• _WORK TO COMPLETE_: After reading the data below, copy out every line that contains the word "cycle".

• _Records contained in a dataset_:
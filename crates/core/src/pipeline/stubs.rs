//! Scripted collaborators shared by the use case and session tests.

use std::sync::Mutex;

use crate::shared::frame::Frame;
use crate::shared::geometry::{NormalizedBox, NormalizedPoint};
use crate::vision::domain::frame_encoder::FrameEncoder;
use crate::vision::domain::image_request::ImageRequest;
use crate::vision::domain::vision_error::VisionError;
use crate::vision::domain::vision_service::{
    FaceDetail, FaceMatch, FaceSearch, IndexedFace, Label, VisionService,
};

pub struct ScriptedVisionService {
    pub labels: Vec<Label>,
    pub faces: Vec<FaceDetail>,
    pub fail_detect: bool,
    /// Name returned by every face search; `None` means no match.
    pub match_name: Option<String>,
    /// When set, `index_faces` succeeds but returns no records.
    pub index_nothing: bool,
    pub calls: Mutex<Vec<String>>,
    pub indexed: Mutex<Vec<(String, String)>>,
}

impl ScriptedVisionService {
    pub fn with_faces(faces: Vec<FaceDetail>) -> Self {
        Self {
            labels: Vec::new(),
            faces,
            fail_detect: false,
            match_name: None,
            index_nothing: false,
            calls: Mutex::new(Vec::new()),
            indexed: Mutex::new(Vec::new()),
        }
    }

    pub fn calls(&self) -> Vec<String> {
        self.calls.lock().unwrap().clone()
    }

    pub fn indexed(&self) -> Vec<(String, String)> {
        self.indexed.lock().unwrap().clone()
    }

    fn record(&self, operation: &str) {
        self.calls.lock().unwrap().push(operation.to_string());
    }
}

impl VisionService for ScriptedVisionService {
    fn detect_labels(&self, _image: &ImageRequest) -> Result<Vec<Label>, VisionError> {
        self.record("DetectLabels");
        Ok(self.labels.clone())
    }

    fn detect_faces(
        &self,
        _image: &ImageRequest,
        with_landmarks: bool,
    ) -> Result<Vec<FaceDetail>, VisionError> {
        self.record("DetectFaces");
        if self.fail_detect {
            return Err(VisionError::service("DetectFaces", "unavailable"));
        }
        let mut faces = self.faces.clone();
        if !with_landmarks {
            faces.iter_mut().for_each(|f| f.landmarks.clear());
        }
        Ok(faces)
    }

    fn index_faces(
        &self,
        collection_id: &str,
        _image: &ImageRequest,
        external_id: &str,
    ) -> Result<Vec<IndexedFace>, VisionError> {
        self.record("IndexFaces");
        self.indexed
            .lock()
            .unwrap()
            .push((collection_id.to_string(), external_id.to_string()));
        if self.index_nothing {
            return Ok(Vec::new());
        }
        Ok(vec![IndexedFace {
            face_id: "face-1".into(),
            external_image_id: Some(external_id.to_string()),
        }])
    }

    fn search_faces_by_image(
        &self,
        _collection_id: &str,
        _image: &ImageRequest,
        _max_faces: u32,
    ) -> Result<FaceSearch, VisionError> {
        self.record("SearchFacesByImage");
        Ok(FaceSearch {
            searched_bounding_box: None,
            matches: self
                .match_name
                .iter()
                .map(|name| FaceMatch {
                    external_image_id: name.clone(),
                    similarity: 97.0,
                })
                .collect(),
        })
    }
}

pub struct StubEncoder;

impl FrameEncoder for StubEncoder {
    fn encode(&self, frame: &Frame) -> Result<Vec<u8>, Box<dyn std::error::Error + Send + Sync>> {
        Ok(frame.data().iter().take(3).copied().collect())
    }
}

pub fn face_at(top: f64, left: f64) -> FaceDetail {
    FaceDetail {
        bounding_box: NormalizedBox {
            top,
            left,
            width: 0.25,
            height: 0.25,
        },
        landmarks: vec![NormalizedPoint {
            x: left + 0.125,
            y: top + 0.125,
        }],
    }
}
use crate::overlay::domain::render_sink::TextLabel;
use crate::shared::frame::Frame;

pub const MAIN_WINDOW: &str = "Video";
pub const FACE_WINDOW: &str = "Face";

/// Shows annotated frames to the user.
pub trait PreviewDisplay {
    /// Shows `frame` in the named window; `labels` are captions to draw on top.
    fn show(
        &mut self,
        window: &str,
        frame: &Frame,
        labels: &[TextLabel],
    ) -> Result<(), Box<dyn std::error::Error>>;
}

* * *

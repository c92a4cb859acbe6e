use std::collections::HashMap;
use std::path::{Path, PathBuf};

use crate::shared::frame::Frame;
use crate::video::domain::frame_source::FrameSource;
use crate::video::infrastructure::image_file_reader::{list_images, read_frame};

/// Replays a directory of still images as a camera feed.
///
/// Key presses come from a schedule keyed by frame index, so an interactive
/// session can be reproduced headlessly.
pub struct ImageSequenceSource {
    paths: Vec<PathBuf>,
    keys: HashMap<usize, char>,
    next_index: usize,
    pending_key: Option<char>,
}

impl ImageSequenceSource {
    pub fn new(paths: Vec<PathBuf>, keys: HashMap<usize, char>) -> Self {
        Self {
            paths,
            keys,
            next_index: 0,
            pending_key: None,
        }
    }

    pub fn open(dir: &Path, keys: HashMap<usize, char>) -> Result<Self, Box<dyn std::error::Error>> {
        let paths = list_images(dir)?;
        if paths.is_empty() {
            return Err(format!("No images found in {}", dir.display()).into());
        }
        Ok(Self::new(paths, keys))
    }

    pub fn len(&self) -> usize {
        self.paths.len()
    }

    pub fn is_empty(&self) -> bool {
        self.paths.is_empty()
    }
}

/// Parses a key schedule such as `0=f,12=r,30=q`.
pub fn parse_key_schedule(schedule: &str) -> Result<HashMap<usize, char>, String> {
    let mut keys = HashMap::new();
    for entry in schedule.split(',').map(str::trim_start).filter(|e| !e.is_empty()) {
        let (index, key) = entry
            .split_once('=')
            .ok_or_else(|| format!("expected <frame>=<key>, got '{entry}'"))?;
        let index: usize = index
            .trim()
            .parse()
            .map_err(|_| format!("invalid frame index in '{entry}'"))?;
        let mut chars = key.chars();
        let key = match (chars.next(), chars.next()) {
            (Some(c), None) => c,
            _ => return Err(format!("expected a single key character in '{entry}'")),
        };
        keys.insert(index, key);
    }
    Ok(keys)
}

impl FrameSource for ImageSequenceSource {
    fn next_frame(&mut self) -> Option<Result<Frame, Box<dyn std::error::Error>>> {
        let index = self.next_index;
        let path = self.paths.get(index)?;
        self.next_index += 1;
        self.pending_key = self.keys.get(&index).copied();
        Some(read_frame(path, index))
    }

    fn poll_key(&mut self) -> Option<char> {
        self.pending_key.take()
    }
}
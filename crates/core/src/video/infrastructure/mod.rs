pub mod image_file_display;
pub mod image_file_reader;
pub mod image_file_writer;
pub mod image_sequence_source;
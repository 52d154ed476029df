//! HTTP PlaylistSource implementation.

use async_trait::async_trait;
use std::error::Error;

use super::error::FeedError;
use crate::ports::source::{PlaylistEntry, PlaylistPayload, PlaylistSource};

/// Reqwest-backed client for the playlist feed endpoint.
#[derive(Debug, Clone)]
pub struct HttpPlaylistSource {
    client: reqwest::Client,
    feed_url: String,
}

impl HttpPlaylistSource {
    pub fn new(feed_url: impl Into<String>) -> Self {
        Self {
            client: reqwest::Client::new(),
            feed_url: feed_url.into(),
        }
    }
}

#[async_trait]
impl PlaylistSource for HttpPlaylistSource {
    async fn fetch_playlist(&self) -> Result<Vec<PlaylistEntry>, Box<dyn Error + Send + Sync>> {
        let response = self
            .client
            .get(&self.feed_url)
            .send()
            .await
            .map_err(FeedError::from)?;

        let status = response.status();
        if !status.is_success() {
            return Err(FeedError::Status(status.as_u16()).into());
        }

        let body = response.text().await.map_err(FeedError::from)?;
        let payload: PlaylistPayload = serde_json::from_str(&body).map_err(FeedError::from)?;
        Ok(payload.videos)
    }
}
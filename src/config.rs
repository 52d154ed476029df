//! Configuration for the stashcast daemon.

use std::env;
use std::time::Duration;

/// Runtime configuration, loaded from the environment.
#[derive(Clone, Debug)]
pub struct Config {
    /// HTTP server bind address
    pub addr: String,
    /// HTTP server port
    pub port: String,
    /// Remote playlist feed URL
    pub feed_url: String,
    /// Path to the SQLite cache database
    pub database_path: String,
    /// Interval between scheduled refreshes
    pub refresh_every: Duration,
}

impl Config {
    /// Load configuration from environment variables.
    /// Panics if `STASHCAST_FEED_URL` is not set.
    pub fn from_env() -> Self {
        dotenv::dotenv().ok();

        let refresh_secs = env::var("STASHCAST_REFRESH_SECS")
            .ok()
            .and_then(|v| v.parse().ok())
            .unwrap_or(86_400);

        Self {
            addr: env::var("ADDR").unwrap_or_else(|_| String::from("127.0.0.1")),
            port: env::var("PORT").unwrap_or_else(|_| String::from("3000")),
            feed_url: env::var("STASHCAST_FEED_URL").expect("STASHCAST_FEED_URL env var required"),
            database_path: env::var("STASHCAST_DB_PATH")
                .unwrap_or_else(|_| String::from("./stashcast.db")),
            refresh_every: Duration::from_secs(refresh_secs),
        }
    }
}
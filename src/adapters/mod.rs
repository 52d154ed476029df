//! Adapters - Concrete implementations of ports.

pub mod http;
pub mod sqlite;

---

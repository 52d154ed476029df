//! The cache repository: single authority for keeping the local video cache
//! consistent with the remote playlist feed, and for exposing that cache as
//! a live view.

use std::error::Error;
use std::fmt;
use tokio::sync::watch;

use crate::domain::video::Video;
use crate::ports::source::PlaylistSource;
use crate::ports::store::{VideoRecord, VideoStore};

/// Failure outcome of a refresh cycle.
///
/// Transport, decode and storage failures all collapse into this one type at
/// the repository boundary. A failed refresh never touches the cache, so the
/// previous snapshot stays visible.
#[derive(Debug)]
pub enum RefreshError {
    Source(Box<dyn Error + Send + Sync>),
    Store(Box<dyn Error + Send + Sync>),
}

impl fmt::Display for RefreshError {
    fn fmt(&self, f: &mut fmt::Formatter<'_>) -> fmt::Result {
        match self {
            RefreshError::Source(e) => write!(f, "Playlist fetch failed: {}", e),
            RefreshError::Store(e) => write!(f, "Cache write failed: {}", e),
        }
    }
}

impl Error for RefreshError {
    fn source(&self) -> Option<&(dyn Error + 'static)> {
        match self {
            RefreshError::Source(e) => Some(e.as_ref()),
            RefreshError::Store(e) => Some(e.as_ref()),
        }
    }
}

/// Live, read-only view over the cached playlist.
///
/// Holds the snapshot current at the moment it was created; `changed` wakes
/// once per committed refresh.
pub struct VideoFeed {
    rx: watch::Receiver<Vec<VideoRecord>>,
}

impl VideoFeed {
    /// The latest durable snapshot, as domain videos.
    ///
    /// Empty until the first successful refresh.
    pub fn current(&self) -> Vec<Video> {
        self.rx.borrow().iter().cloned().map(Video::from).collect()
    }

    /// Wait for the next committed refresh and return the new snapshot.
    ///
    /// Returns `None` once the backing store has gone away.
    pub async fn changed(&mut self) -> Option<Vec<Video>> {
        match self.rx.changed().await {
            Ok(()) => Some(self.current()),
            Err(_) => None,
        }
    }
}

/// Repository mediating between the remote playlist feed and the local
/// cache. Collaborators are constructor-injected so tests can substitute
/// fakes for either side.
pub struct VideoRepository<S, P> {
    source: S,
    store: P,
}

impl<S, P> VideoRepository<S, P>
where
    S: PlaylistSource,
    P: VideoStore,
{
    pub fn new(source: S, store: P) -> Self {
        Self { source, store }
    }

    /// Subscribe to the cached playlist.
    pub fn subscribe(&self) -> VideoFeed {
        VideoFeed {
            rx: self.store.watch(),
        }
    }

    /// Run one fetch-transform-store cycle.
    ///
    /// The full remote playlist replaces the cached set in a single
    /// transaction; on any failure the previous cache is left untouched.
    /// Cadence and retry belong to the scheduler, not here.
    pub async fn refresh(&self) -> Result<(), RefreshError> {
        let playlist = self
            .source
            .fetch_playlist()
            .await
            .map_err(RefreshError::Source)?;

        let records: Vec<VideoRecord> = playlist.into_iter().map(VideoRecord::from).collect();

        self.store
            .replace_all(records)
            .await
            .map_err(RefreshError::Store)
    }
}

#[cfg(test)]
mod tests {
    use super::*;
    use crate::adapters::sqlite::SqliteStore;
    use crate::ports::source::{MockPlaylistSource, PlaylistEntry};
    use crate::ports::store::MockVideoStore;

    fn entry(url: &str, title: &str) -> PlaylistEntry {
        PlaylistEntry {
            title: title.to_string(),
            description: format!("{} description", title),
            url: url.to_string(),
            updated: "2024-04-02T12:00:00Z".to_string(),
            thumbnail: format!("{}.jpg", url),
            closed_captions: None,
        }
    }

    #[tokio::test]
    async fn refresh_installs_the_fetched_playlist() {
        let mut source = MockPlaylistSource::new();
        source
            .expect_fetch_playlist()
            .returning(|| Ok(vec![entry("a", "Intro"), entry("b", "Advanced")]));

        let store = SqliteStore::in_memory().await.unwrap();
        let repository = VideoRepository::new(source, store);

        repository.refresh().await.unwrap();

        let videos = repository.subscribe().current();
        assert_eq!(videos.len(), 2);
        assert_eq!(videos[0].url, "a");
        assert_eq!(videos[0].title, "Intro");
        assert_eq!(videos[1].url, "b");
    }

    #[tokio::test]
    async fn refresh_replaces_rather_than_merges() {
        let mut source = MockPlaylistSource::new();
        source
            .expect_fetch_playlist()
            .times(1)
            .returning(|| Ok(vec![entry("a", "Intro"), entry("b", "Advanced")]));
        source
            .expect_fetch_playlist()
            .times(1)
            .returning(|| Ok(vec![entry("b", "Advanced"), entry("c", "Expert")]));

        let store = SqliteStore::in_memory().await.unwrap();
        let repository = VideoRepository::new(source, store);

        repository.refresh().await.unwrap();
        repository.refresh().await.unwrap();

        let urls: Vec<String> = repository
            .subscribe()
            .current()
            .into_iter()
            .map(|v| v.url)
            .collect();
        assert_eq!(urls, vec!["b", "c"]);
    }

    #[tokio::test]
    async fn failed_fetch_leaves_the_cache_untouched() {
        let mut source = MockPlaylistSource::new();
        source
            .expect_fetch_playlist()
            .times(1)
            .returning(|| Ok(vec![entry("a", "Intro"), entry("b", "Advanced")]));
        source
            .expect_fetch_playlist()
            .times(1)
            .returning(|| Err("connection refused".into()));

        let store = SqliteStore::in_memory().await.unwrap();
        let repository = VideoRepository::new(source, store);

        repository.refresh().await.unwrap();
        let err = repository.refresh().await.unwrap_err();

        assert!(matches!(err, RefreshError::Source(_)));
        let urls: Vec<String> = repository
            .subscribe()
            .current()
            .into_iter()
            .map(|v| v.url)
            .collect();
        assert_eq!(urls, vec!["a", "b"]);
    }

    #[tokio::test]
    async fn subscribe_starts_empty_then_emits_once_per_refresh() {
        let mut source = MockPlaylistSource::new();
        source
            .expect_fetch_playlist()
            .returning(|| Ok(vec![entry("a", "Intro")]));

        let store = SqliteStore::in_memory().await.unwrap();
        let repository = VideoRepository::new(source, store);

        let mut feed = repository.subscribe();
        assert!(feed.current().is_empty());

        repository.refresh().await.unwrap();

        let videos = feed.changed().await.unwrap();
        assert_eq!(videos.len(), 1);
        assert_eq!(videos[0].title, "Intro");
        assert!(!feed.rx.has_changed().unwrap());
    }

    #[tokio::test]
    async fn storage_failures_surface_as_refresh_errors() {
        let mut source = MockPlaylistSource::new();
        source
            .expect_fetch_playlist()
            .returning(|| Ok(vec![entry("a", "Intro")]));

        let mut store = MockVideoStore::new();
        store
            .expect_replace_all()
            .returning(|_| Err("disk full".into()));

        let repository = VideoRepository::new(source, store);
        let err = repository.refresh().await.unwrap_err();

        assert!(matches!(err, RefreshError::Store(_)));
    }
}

• _OUTPUT FOR THIS TASK_:
/// Failure outcome of a refresh cycle.
    /// Run one fetch-transform-store cycle.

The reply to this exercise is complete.